For details on the approach, see our paper: Scaling Context Requires Rethinking Attention

Documentation: https://m-a-n-i-f-e-s-t.github.io/retention/

On a wide range of FLOPs budgets, power retention models achieve the lowest perplexity. Power Retention is FLOP-optimal on long context training

In a head-to-head comparison on long-context generation, power retention models like PowerCoder are able to attain vastly greater token througput than transformers.

Power Retention is faster on long context inference

(Measured above is a 3B-parameter models on an A100, with prefill length of 2048.)

  • Efficient chunked algorithm for linear scaling with sequence length (O(t) cost vs O(t²) for standard attention)
  • Support for gated attention and rotary embeddings
  • CUDA kernels optimized for A100
  • FP16 and BF16 support

Requirements:

  • Python 3.11 or 3.12 (3.13 depends on the upcoming Triton 3.2 release)
  • CUDA Toolkit 12.4
  • GCC/G++ with C++17 support
  • Linux (Windows/MacOS not supported)
git clone https://github.com/manifest-ai/retention.git cd retention pip install -e .

All other dependencies (PyTorch, Ninja build system, etc.) will be automatically installed through pip.

For practical deployment guideline, refer to deployment.

The main entry point is the power_retention function, which implements symmetric power retention.
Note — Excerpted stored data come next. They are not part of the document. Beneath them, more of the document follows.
use glam::IVec2;
use strum_macros::{AsRefStr, EnumIter};

/// The four cardinal directions.
#[derive(Debug, Clone, Copy, PartialEq, Eq, Hash, Default, AsRefStr, EnumIter)]
#[repr(usize)]
#[strum(serialize_all = "lowercase")]
pub enum Direction {
    Up,
    Down,
    Left,
    #[default]
    Right,
}

impl Direction {
    /// The four cardinal directions, in the order pursuers consider them before sorting.
    pub const DIRECTIONS: [Direction; 4] = [Direction::Up, Direction::Down, Direction::Left, Direction::Right];

    /// Returns the unit step as an IVec2. Grid rows grow downwards.
    pub fn as_ivec2(self) -> IVec2 {
        self.into()
    }
}

impl From<Direction> for IVec2 {
    fn from(dir: Direction) -> Self {
        match dir {
            Direction::Up => -IVec2::Y,
            Direction::Down => IVec2::Y,
            Direction::Left => -IVec2::X,
            Direction::Right => IVec2::X,
        }
    }
}
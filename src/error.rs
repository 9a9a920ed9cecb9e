//! Centralized error types for the game.
//!
//! Configuration problems are fatal and surface before the game loop starts.
//! Persistence problems are recovered by the caller, which falls back to a fresh record.

use std::io;

/// Main error type for the game.
///
/// This is the primary error type that should be used in public APIs.
#[derive(thiserror::Error, Debug)]
pub enum GameError {
    #[error("Configuration error: {0}")]
    Config(#[from] ConfigError),

    #[error("Map parsing error: {0}")]
    MapParse(#[from] ParseError),

    #[error("Persistence error: {0}")]
    Persistence(#[from] PersistenceError),

    #[error("Terminal error: {0}")]
    Terminal(String),

    #[error("IO error: {0}")]
    Io(#[from] io::Error),
}

/// Error type for maze markup parsing.
#[derive(thiserror::Error, Debug, PartialEq, Eq)]
pub enum ParseError {
    #[error("Unknown character {character:?} at ({x}, {y})")]
    UnknownCharacter { character: char, x: usize, y: usize },
    #[error("Maze must be at least {min}x{min}, found {width}x{height}")]
    TooSmall { width: usize, height: usize, min: usize },
    #[error("Maze row {row} has width {found}, expected {expected}")]
    RaggedRow { row: usize, expected: usize, found: usize },
    #[error("Duplicate spawn marker {0:?}")]
    DuplicateSpawn(char),
}

/// Errors raised while loading or validating the level/difficulty configuration.
#[derive(thiserror::Error, Debug)]
pub enum ConfigError {
    #[error("Failed to read configuration: {0}")]
    Load(#[from] Box<figment::Error>),

    #[error("Configuration defines no levels")]
    NoLevels,

    #[error("Level {level:?} references unknown difficulty {difficulty:?}")]
    UnknownDifficulty { level: String, difficulty: String },

    #[error("Difficulty {name:?} is invalid: {reason}")]
    InvalidDifficulty { name: String, reason: String },

    #[error("Level {level:?} has an invalid maze: {source}")]
    InvalidMaze {
        level: String,
        #[source]
        source: ParseError,
    },

    #[error("Level {level:?} references unknown badge set {badges:?}")]
    UnknownBadges { level: String, badges: String },

    #[error("Badge {name:?} must be a single character, found {found:?}")]
    InvalidBadge { name: String, found: String },

    #[error("Configuration file {0} does not exist")]
    Missing(std::path::PathBuf),

    #[error("Failed to write configuration: {0}")]
    Write(#[from] io::Error),
}

impl From<figment::Error> for ConfigError {
    fn from(error: figment::Error) -> Self {
        ConfigError::Load(Box::new(error))
    }
}

/// Errors related to the session record store. Callers treat every variant as "no record".
#[derive(thiserror::Error, Debug)]
pub enum PersistenceError {
    #[error("No save location available")]
    Unavailable,

    #[error("IO error: {0}")]
    Io(#[from] io::Error),

    #[error("Save file is truncated")]
    Truncated,

    #[error("Save file failed its integrity check")]
    Integrity,

    #[error("Save file is malformed: {0}")]
    Malformed(#[from] serde_json::Error),
}

/// Result type for game operations.
pub type GameResult<T> = Result<T, GameError>;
Here's a basic example:

import torch from retention import power_retention # Create input tensors batch_size = 2 seq_len = 1024 num_heads = 8 head_dim = 64 Q = torch.randn(batch_size, seq_len, num_heads, head_dim, device='cuda', dtype=torch.float16) K = torch.randn_like(Q) V = torch.randn_like(Q) # Optional gating tensor log_G = torch.nn.functional.logsigmoid( torch.randn(batch_size, seq_len, num_heads, dtype=torch.float32, device='cuda') ) # Compute retention results output = power_retention( Q=Q, K=K, V=V, log_G=log_G, # Optional gating tensor deg=2, # Power parameter p chunk_size=128, # Size of chunks for processing long sequences )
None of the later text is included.